Careful while taking medicines as your regular pills could cause depression

Antidepressants
Antidepressants Reuters

A new study published in the Journal of the American Medical Association has revealed that one-third of the adults in the United States might be using prescribed drugs that could cause depression or could raise suicidal tendency.

The research, conducted by a team of experts at the University of Illinois, has revealed that more than 200 commonly prescribed drugs in US carry warnings that depression is a potential side effect of these medications. Some of the medications such as blood pressure and heart medicines, antacids, painkillers and birth control pills can cause depression.

During the research, experts at the University of Illinois examined 26,000 adult patients from 2005 to 2014 and found that 15 percent of the participants who took three or more of these medications experienced depression. In contrast, five percent of the participants who have not taken any medications and seven percent who took a single medication revealed that also suffer from depression. The team also found that these people who suffer from depression also showed suicidal tendencies.

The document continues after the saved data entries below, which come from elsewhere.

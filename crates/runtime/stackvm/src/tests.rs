//! Tests for quill-runtime-stackvm.

use crate::{Boxed, Fault, Machine, Object, Value, execute};
use rhizome_quill_ir::{
    BoxedKind, CodeBuilder, Constant, EmitError, FieldRef, MethodRef, NativeType, RefType, Test,
};
use rhizome_quill_schema::Schema;

const DEMO: &str = include_str!("../../../quill-schema/testdata/demo.toml");

fn demo() -> Schema {
    Schema::from_toml_str(DEMO).expect("fixture should load")
}

fn person() -> RefType {
    RefType::Message("demo.Person".to_string())
}

fn default_person() -> MethodRef {
    MethodRef::static_method(
        person(),
        "default_instance",
        vec![],
        Some(NativeType::object(person())),
    )
}

fn new_builder() -> MethodRef {
    MethodRef::static_method(
        person(),
        "new_builder",
        vec![],
        Some(NativeType::builder("demo.Person")),
    )
}

fn build() -> MethodRef {
    MethodRef::instance(
        RefType::Builder("demo.Person".to_string()),
        "build",
        vec![],
        Some(NativeType::object(person())),
    )
}

fn setter(name: &str, param: NativeType) -> MethodRef {
    MethodRef::instance(
        RefType::Builder("demo.Person".to_string()),
        name,
        vec![param],
        Some(NativeType::builder("demo.Person")),
    )
}

fn getter(name: &str, returns: NativeType) -> MethodRef {
    MethodRef::instance(person(), name, vec![], Some(returns))
}

#[test]
fn test_default_instance_is_shared() {
    let schema = demo();
    let mut machine = Machine::new(&schema);
    let mut b = CodeBuilder::new();
    b.invoke(&default_person()).unwrap();
    let seq = b.finish_expression(true).unwrap();

    let first = machine.run(&seq, vec![]).unwrap().unwrap();
    let second = machine.run(&seq, vec![]).unwrap().unwrap();
    assert!(first.same_ref(&second));
}

#[test]
fn test_unset_fields_read_defaults() {
    let schema = demo();
    let mut b = CodeBuilder::new();
    b.invoke(&default_person()).unwrap();
    b.invoke(&getter("get_level", NativeType::Int)).unwrap();
    let seq = b.finish_expression(true).unwrap();
    let value = execute(&schema, &seq).unwrap().unwrap();
    assert!(matches!(value, Value::Int(7)));

    let mut b = CodeBuilder::new();
    b.invoke(&default_person()).unwrap();
    b.invoke(&getter("get_color", NativeType::object(RefType::Enum("demo.Color".into()))))
        .unwrap();
    let seq = b.finish_expression(true).unwrap();
    let value = execute(&schema, &seq).unwrap().unwrap();
    assert_eq!(value.to_string(), "demo.Color#1");
}

#[test]
fn test_builder_round_trip() {
    let schema = demo();
    let mut b = CodeBuilder::new();
    b.invoke(&new_builder()).unwrap();
    b.push_const(Constant::Text("Ada".into()));
    b.invoke(&setter("set_name", NativeType::text())).unwrap();
    b.push_const(Constant::Int(36));
    b.invoke(&setter("set_age", NativeType::Int)).unwrap();
    b.invoke(&build()).unwrap();
    b.dup().unwrap();
    b.invoke(&getter("get_name", NativeType::text())).unwrap();
    b.swap().unwrap();
    b.pop().unwrap();
    let seq = b.finish_expression(true).unwrap();
    let value = execute(&schema, &seq).unwrap().unwrap();
    assert_eq!(value.as_text(), Some("Ada"));
}

#[test]
fn test_oneof_setter_clears_siblings() {
    let schema = demo();
    let case_ty = RefType::OneofCase("demo.Person.contact".to_string());
    let mut b = CodeBuilder::new();
    b.invoke(&new_builder()).unwrap();
    b.push_const(Constant::Text("a@example.com".into()));
    b.invoke(&setter("set_email", NativeType::text())).unwrap();
    b.push_const(Constant::Long(5551234));
    b.invoke(&setter("set_phone", NativeType::Long)).unwrap();
    b.invoke(&build()).unwrap();
    b.dup().unwrap();
    b.invoke(&getter("has_email", NativeType::Bool)).unwrap();
    b.pop().unwrap();
    b.invoke(&getter("get_contact_case", NativeType::object(case_ty.clone())))
        .unwrap();
    b.invoke(&MethodRef::instance(
        case_ty,
        "get_number",
        vec![],
        Some(NativeType::Int),
    ))
    .unwrap();
    let seq = b.finish_expression(true).unwrap();
    let value = execute(&schema, &seq).unwrap().unwrap();
    assert!(matches!(value, Value::Int(18)));
}

#[test]
fn test_null_receiver_faults() {
    let schema = demo();
    let mut b = CodeBuilder::new();
    b.push_null();
    b.check_cast(person()).unwrap();
    b.invoke(&getter("get_name", NativeType::text())).unwrap();
    let seq = b.finish_expression(false).unwrap();
    assert!(matches!(
        execute(&schema, &seq),
        Err(Fault::NullPointer(_))
    ));
}

#[test]
fn test_setter_rejects_null() {
    let schema = demo();
    let mut b = CodeBuilder::new();
    b.invoke(&new_builder()).unwrap();
    b.push_null();
    b.invoke(&setter("set_name", NativeType::text())).unwrap();
    b.invoke(&build()).unwrap();
    let seq = b.finish_expression(true).unwrap();
    assert!(matches!(
        execute(&schema, &seq),
        Err(Fault::NullPointer(_))
    ));
}

#[test]
fn test_enum_for_number() {
    let schema = demo();
    let color = RefType::Enum("demo.Color".to_string());
    let for_number = MethodRef::static_method(
        color.clone(),
        "for_number",
        vec![NativeType::Int],
        Some(NativeType::object(color)),
    );

    let mut b = CodeBuilder::new();
    b.push_const(Constant::Int(3));
    b.invoke(&for_number).unwrap();
    let seq = b.finish_expression(false).unwrap();
    let value = execute(&schema, &seq).unwrap().unwrap();
    assert_eq!(value.as_long(), Some(3));

    let mut b = CodeBuilder::new();
    b.push_const(Constant::Int(42));
    b.invoke(&for_number).unwrap();
    let seq = b.finish_expression(false).unwrap();
    assert!(execute(&schema, &seq).unwrap().unwrap().is_null());
}

#[test]
fn test_base64_codec() {
    let schema = demo();
    let codec = NativeType::object(RefType::Codec);
    let bytes = NativeType::object(RefType::ByteArray);
    let mut b = CodeBuilder::new();
    b.invoke(&MethodRef::static_method(
        RefType::Codec,
        "base64",
        vec![],
        Some(codec.clone()),
    ))
    .unwrap();
    b.dup().unwrap();
    b.push_const(Constant::Text("aGVsbG8=".into()));
    b.invoke(&MethodRef::instance(
        RefType::Codec,
        "decode",
        vec![NativeType::text()],
        Some(bytes.clone()),
    ))
    .unwrap();
    b.invoke(&MethodRef::instance(
        RefType::Codec,
        "encode",
        vec![bytes],
        Some(NativeType::text()),
    ))
    .unwrap();
    let seq = b.finish_expression(true).unwrap();
    let value = execute(&schema, &seq).unwrap().unwrap();
    assert_eq!(value.as_text(), Some("aGVsbG8="));
}

#[test]
fn test_bad_base64_faults() {
    let schema = demo();
    let mut b = CodeBuilder::new();
    b.invoke(&MethodRef::static_method(
        RefType::Codec,
        "base64",
        vec![],
        Some(NativeType::object(RefType::Codec)),
    ))
    .unwrap();
    b.push_const(Constant::Text("not base64!".into()));
    b.invoke(&MethodRef::instance(
        RefType::Codec,
        "decode",
        vec![NativeType::text()],
        Some(NativeType::object(RefType::ByteArray)),
    ))
    .unwrap();
    let seq = b.finish_expression(true).unwrap();
    assert!(matches!(
        execute(&schema, &seq),
        Err(Fault::IllegalArgument(_))
    ));
}

#[test]
fn test_long_parse_and_format() {
    let schema = demo();
    let long = RefType::Wrapper(NativeType::Long);
    let mut b = CodeBuilder::new();
    b.push_const(Constant::Text("-9000000000".into()));
    b.invoke(&MethodRef::static_method(
        long.clone(),
        "parse",
        vec![NativeType::text()],
        Some(NativeType::Long),
    ))
    .unwrap();
    b.invoke(&MethodRef::static_method(
        long.clone(),
        "to_string",
        vec![NativeType::Long],
        Some(NativeType::text()),
    ))
    .unwrap();
    let seq = b.finish_expression(true).unwrap();
    let value = execute(&schema, &seq).unwrap().unwrap();
    assert_eq!(value.as_text(), Some("-9000000000"));

    let mut b = CodeBuilder::new();
    b.push_const(Constant::Text("12ab".into()));
    b.invoke(&MethodRef::static_method(
        long,
        "parse",
        vec![NativeType::text()],
        Some(NativeType::Long),
    ))
    .unwrap();
    let seq = b.finish_expression(true).unwrap();
    assert!(matches!(
        execute(&schema, &seq),
        Err(Fault::NumberFormat(text)) if text == "12ab"
    ));
}

#[test]
fn test_extension_static_and_default() {
    let schema = demo();
    let ext = FieldRef {
        owner: RefType::ExtensionHolder("demo.Extensions".to_string()),
        name: "weight".to_string(),
        ty: NativeType::object(RefType::Extension),
    };
    let mut b = CodeBuilder::new();
    b.invoke(&default_person()).unwrap();
    b.get_static(&ext);
    b.invoke(&MethodRef::instance(
        RefType::ExtendableMessage,
        "get_extension",
        vec![NativeType::object(RefType::Extension)],
        Some(NativeType::object(RefType::Object)),
    ))
    .unwrap();
    let seq = b.finish_expression(false).unwrap();
    let value = execute(&schema, &seq).unwrap().unwrap();
    assert_eq!(value.as_double(), Some(1.5));
}

#[test]
fn test_boxed_get_field() {
    let schema = demo();
    let proto = RefType::Boxed(BoxedKind::Proto);
    let mut b = CodeBuilder::new();
    b.invoke(&new_builder()).unwrap();
    b.push_const(Constant::Long(9_007_199_254_740_993));
    b.invoke(&setter("set_id_text", NativeType::Long)).unwrap();
    b.invoke(&build()).unwrap();
    b.invoke(&MethodRef::static_method(
        proto.clone(),
        "for_value",
        vec![NativeType::object(RefType::Object)],
        Some(NativeType::object(proto.clone())),
    ))
    .unwrap();
    b.push_const(Constant::Text("id_text".into()));
    b.invoke(&MethodRef::instance(
        proto,
        "get_field",
        vec![NativeType::text()],
        Some(NativeType::object(RefType::Provider)),
    ))
    .unwrap();
    let seq = b.finish_expression(true).unwrap();
    let value = execute(&schema, &seq).unwrap().unwrap();
    match value.as_object() {
        Some(Object::Boxed(Boxed::Text(s))) => assert_eq!(s, "9007199254740993"),
        other => panic!("expected boxed text, got {:?}", other),
    }
}

#[test]
fn test_loop_counts_locals() {
    let schema = demo();
    let mut b = CodeBuilder::new();
    let total = b.declare_local("total", NativeType::Int);
    let index = b.declare_local("index", NativeType::Int);
    b.push_const(Constant::Int(0));
    b.store(&total).unwrap();
    b.push_const(Constant::Int(0));
    b.store(&index).unwrap();
    b.while_loop::<EmitError, _, _>(
        |c| {
            c.load(&index);
            c.push_const(Constant::Int(4));
            Ok(())
        },
        Test::IntLt,
        |body| {
            body.increment(&total, 10)?;
            body.increment(&index, 1)
        },
    )
    .unwrap();
    b.load(&total);
    let seq = b.finish_expression(true).unwrap();
    assert!(matches!(execute(&schema, &seq).unwrap(), Some(Value::Int(40))));
}

#[test]
fn test_suspension_counter() {
    let schema = demo();
    let mut machine = Machine::new(&schema);
    let list = NativeType::object(RefType::List);
    let mut b = CodeBuilder::new();
    b.invoke(&MethodRef::static_method(
        RefType::Runtime,
        "new_list",
        vec![],
        Some(list.clone()),
    ))
    .unwrap();
    b.suspend(&MethodRef::static_method(
        RefType::Runtime,
        "resolve_all",
        vec![list.clone()],
        Some(list),
    ))
    .unwrap();
    let seq = b.finish_expression(true).unwrap();
    machine.run(&seq, vec![]).unwrap();
    assert_eq!(machine.suspensions(), 1);
}

#[test]
fn test_run_checks_input_count() {
    let schema = demo();
    let mut machine = Machine::new(&schema);
    let b = CodeBuilder::with_inputs(vec![NativeType::Int]);
    let seq = b.finish_expression(true).unwrap();
    assert!(matches!(
        machine.run(&seq, vec![]),
        Err(Fault::IllegalArgument(_))
    ));
    assert!(matches!(
        machine.run(&seq, vec![Value::Int(3)]),
        Ok(Some(Value::Int(3)))
    ));
}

"People are not only increasingly using these medicines alone, but are increasingly using them simultaneously, yet very few of these drugs have warning labels, so until we have public or system-level solutions, it is left up to patients and healthcare professionals to be aware of the risks," said Dima Qato, the lead author of the study in a press release.

Qato also added that depression is one of the major causes of disabilities and increased suicide rates in the US. The expert also urged authorities to think innovatively about depression as a public health issue.

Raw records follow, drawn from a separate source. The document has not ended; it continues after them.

//! Type-directed code generation for message fields.
//!
//! Two generators, both driven by a [`Schema`]:
//!
//! - [`generate_field_access`] reads one field of a message value and
//!   yields its logical value, or null when a checked field is unset.
//! - [`generate_message_construction`] builds a message from named
//!   arguments.
//!
//! Values flow in and out as [`TypedValue`]s: instruction sequences paired
//! with the logical type the expression language sees. The per-field rules
//! (storage, native and logical representations, presence checks) live in
//! [`Coercion`] and [`FieldShape`].

mod access;
mod coerce;
mod construct;
mod error;
mod methods;
mod resolver;
mod shape;
mod value;

pub use access::generate_field_access;
pub use coerce::Coercion;
pub use construct::generate_message_construction;
pub use error::CodegenError;
pub use resolver::{ImmediateResolver, ListResolver};
pub use shape::{FieldShape, PresencePolicy, PresenceTest};
pub use value::{TypedValue, ValueType};

use rhizome_quill_schema::Schema;

/// Generators bound to one schema and list resolver.
pub struct Codegen<'s, R: ListResolver = ImmediateResolver> {
    schema: &'s Schema,
    resolver: R,
}

impl<'s> Codegen<'s> {
    pub fn new(schema: &'s Schema) -> Self {
        Self {
            schema,
            resolver: ImmediateResolver,
        }
    }
}

impl<'s, R: ListResolver> Codegen<'s, R> {
    pub fn with_resolver(schema: &'s Schema, resolver: R) -> Self {
        Self { schema, resolver }
    }

    pub fn schema(&self) -> &'s Schema {
        self.schema
    }

    /// Reads `field` of `base`, a `message` value.
    pub fn field_access(
        &self,
        message: &str,
        base: TypedValue,
        field: &str,
    ) -> Result<TypedValue, CodegenError> {
        generate_field_access(self.schema, message, base, field)
    }

    /// Constructs `message` from `(field, value)` arguments.
    pub fn construct(
        &self,
        message: &str,
        args: Vec<(String, TypedValue)>,
    ) -> Result<TypedValue, CodegenError> {
        generate_message_construction(self.schema, message, args, &self.resolver)
    }
}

Even though this report seems important, Professor Andrea Cipriani, associate professor of psychiatry at the University of Oxford revealed that there is nothing alarming about it.

"First, the risk of depression was higher in people that took more types of medicine and this may be a result of the medicines interacting, but it may also be because people with chronic illnesses take more medicines and are also more likely to have depression. This was an observational study so we cannot tease this apart," said Andrea Cipriani, Newsweek reports.

Second, this study looked at many medications, including antidepressants. For many of the people who self-reported depression this may simply be because the particular antidepressants didn't work for them, or that they were biased towards expecting feelings of depression. It doesn't necessarily mean the antidepressants caused the depression," Cipriani added.